Stored data entries:
┄┄┄┄┄┄┄┄┄┄┄┄┄┄┄┄┄┄┄┄
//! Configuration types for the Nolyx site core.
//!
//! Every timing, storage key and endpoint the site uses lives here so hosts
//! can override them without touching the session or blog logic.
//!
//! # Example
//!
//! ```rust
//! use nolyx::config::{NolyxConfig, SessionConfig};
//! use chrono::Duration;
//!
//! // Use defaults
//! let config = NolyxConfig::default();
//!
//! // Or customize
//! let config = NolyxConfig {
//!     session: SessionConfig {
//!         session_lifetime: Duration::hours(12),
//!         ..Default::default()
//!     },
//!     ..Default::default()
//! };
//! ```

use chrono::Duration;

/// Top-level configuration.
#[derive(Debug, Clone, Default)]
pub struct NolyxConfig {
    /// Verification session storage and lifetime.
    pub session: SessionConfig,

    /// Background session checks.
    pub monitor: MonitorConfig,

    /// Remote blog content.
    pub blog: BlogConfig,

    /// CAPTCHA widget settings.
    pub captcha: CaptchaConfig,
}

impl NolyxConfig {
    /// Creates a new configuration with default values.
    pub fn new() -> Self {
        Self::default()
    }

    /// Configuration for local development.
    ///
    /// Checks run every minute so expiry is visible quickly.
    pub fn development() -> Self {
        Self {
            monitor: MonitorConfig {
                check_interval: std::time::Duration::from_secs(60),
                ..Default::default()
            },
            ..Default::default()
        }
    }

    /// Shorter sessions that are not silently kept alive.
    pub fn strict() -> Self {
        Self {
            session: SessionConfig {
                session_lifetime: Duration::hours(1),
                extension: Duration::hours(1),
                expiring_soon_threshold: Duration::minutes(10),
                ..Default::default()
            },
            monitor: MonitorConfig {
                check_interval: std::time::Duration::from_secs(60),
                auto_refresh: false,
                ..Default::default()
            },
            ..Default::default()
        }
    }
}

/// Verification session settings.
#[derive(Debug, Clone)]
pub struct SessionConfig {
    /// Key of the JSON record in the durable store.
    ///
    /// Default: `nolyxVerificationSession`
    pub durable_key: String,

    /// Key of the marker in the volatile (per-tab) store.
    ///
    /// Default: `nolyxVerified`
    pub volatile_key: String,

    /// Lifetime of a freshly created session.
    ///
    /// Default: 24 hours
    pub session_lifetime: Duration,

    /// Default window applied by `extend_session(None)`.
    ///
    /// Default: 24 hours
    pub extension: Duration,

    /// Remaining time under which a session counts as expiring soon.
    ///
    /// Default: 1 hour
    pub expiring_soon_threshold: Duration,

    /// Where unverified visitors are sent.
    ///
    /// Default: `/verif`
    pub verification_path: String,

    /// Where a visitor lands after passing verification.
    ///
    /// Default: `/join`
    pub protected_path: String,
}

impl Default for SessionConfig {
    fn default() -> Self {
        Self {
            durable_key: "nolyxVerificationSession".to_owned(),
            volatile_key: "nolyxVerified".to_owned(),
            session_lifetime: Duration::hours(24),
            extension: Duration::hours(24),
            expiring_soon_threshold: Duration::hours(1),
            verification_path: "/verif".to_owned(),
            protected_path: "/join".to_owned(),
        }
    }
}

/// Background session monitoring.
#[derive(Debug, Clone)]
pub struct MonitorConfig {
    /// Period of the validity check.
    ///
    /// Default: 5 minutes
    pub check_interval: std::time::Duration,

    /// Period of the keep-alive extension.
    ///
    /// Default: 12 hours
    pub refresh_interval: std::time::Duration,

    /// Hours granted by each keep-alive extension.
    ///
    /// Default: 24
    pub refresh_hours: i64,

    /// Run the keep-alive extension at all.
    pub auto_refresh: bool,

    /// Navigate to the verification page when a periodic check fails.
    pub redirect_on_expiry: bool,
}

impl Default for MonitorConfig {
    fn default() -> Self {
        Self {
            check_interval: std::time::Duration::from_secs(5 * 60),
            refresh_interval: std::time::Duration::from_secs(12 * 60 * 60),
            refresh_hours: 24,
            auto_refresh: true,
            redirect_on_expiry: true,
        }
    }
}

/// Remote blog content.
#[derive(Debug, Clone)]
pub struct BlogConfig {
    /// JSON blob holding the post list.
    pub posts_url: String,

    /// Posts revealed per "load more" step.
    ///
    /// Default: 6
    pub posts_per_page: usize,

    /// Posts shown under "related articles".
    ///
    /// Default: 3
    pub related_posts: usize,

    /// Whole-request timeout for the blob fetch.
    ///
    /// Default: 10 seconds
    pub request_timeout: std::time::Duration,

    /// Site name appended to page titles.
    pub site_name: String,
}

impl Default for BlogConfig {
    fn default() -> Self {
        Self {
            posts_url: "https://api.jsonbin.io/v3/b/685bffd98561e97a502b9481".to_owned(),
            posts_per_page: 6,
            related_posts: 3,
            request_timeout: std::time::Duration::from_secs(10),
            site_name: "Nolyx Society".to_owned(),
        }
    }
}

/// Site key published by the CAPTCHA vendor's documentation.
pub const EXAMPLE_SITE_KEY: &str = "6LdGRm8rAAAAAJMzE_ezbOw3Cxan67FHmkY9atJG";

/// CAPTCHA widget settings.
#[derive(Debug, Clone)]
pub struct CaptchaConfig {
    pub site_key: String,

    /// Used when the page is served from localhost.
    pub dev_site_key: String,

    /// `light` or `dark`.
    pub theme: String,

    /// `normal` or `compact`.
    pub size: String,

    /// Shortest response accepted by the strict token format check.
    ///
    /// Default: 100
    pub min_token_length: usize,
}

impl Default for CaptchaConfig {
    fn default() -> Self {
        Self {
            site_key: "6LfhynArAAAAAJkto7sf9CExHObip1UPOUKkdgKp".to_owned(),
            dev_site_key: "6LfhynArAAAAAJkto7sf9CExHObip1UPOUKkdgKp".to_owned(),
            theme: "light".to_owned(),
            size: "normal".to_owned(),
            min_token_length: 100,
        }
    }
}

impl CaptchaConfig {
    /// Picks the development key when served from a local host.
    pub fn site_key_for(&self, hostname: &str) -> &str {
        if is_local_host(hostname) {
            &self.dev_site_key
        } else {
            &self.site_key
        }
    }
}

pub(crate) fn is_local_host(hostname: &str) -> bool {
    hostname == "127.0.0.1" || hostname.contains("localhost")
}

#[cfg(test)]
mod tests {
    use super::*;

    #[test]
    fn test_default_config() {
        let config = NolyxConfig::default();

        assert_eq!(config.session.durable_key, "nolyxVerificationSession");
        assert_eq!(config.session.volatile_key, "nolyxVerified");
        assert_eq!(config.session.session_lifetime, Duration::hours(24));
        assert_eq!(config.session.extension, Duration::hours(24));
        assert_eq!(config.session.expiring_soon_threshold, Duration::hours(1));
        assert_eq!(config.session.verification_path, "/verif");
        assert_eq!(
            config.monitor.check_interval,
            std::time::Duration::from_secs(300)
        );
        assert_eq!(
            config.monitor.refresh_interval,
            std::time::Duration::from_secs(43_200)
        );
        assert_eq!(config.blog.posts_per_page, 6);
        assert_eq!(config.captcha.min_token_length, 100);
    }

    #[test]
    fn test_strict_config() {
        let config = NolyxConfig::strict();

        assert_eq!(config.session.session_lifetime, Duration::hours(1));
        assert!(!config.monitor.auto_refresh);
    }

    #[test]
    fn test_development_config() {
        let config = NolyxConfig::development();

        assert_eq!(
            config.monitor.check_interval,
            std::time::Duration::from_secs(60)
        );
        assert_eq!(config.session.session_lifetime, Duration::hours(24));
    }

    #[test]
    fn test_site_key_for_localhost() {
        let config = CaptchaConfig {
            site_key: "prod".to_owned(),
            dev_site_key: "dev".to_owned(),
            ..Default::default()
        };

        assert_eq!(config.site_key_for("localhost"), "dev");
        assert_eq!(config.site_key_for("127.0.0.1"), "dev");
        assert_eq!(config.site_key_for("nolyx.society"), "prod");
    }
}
┄┄┄┄┄┄┄┄┄┄┄┄┄┄┄┄┄┄┄┄
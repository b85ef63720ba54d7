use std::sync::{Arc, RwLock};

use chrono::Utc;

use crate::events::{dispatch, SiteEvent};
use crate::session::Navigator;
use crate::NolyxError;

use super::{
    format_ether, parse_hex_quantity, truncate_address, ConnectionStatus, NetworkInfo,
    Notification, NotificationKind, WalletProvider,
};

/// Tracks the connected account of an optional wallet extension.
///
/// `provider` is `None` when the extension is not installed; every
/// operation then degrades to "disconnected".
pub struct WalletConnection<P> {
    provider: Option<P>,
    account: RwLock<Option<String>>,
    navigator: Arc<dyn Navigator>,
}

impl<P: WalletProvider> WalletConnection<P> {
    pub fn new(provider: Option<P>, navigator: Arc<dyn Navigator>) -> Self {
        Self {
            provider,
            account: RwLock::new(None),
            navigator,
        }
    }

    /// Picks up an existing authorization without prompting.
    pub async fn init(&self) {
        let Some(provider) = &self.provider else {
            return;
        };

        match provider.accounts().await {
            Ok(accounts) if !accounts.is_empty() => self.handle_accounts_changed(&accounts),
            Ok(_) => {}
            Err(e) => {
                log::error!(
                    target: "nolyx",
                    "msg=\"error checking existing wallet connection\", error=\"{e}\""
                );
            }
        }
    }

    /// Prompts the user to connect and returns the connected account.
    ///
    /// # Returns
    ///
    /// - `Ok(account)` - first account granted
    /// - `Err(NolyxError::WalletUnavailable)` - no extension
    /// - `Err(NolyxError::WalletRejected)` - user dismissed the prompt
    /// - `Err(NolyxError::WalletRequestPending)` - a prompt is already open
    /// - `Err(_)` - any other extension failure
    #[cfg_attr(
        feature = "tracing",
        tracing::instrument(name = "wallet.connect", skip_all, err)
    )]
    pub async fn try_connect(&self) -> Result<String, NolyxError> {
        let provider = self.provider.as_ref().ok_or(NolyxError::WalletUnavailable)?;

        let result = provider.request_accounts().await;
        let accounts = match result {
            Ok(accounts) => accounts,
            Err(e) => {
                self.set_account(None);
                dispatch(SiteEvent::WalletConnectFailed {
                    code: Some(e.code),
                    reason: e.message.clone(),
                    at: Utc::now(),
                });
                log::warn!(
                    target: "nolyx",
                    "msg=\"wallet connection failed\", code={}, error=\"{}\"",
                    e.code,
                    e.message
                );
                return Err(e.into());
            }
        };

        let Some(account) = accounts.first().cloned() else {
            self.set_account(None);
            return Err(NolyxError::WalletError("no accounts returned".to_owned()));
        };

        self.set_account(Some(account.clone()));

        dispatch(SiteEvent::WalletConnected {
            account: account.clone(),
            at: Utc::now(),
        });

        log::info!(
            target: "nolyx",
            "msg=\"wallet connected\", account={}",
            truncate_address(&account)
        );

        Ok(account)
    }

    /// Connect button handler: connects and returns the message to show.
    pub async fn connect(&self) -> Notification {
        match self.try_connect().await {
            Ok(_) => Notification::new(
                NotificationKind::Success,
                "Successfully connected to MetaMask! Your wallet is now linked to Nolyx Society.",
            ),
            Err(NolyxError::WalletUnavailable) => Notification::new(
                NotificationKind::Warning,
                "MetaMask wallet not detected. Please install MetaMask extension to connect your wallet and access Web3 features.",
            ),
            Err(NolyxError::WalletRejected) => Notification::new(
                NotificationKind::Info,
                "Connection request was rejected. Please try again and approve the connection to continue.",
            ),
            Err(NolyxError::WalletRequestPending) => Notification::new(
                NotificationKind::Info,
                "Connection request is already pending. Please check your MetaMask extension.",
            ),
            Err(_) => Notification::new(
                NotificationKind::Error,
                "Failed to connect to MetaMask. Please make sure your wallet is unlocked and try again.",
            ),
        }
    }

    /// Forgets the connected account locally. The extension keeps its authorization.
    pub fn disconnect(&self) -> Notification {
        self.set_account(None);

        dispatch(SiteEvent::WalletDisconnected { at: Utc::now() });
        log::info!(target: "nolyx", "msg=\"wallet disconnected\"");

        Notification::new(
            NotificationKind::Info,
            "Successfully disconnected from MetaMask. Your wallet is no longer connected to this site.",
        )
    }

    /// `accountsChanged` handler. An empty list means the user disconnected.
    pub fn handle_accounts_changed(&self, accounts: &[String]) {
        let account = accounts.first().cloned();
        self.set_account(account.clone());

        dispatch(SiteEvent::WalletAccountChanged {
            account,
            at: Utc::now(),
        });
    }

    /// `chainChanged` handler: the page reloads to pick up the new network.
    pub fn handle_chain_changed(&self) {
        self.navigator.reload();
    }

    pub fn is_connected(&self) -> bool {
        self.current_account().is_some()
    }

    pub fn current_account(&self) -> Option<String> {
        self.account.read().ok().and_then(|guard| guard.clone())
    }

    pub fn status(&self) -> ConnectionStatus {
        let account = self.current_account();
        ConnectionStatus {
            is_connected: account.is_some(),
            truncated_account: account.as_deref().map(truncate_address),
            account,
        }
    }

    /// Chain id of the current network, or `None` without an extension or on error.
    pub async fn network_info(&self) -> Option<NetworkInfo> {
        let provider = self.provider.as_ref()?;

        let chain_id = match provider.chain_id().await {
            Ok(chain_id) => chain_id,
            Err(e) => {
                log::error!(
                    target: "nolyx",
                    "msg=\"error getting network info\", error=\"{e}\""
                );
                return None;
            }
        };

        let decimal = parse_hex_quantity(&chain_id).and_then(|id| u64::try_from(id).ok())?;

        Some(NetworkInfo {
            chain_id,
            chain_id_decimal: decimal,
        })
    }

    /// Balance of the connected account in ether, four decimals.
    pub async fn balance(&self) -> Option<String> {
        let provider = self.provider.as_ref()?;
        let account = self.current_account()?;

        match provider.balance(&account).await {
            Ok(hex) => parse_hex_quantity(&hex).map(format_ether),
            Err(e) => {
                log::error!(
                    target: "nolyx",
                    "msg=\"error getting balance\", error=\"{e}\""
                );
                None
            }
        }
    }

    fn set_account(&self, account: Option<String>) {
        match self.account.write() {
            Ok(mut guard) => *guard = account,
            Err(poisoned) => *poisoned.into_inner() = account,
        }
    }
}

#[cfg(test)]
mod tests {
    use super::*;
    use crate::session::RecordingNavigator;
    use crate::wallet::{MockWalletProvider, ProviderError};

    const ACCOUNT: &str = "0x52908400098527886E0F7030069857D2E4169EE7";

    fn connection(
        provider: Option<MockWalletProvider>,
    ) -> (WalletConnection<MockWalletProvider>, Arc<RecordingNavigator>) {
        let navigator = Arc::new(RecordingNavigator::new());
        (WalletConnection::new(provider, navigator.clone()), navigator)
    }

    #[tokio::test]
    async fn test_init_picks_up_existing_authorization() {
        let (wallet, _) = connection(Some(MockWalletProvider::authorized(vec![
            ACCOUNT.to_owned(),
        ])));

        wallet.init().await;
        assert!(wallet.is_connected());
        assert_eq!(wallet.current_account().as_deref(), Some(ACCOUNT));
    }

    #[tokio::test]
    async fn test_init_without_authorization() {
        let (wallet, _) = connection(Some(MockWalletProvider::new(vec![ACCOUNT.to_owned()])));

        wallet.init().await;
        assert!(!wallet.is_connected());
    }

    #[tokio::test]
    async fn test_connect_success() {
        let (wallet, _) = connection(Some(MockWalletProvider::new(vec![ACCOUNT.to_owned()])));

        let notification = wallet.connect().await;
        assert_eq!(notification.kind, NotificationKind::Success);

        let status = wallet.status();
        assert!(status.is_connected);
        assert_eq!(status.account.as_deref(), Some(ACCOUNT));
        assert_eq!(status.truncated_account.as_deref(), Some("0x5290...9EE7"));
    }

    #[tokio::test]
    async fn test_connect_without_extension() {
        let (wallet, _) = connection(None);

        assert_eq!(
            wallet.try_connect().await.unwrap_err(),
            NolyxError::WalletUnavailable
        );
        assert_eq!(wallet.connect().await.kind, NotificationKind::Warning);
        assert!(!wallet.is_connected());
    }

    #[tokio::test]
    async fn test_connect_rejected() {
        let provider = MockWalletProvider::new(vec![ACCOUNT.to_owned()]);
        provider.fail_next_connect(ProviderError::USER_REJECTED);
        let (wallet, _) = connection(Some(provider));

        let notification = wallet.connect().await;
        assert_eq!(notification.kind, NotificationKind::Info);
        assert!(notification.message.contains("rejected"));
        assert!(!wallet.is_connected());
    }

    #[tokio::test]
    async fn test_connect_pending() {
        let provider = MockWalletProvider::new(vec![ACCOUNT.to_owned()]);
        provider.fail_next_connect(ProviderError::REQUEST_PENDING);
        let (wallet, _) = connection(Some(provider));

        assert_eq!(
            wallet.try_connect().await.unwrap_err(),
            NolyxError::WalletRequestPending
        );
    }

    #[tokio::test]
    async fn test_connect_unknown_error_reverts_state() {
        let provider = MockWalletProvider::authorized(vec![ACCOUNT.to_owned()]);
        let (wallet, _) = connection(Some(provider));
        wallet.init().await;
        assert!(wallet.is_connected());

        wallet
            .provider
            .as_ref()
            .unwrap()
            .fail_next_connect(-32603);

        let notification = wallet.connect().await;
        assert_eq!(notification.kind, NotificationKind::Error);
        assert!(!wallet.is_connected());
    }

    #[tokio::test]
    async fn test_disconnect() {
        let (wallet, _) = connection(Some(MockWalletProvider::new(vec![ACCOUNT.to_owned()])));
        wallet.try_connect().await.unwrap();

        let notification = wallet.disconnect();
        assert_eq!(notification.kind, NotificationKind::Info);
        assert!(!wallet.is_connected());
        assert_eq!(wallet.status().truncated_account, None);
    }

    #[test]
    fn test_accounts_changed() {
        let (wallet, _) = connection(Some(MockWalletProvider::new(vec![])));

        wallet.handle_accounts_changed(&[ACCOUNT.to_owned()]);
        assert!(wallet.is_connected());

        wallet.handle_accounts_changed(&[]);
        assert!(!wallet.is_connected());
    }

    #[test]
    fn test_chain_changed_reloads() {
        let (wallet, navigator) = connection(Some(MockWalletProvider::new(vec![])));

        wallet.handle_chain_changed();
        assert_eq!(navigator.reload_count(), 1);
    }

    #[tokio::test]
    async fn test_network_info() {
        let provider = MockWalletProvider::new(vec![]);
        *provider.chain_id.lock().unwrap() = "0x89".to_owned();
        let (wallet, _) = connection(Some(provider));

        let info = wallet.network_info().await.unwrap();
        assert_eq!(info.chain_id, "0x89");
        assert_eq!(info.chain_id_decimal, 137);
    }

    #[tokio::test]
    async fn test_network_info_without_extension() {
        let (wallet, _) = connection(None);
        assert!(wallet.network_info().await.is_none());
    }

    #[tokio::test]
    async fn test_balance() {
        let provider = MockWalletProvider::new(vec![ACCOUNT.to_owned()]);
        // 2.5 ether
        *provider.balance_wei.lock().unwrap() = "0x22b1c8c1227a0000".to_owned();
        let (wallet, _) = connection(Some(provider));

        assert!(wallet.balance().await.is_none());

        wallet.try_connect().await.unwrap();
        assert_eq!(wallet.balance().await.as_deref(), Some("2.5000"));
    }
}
┄┄┄┄┄┄┄┄┄┄┄┄┄┄┄┄┄┄┄┄
Wherever a line of the entries holds the string "message", copy that line.

Answer section:
                    reason: e.message.clone(),
                    e.message
    /// Connect button handler: connects and returns the message to show.
        assert!(notification.message.contains("rejected"));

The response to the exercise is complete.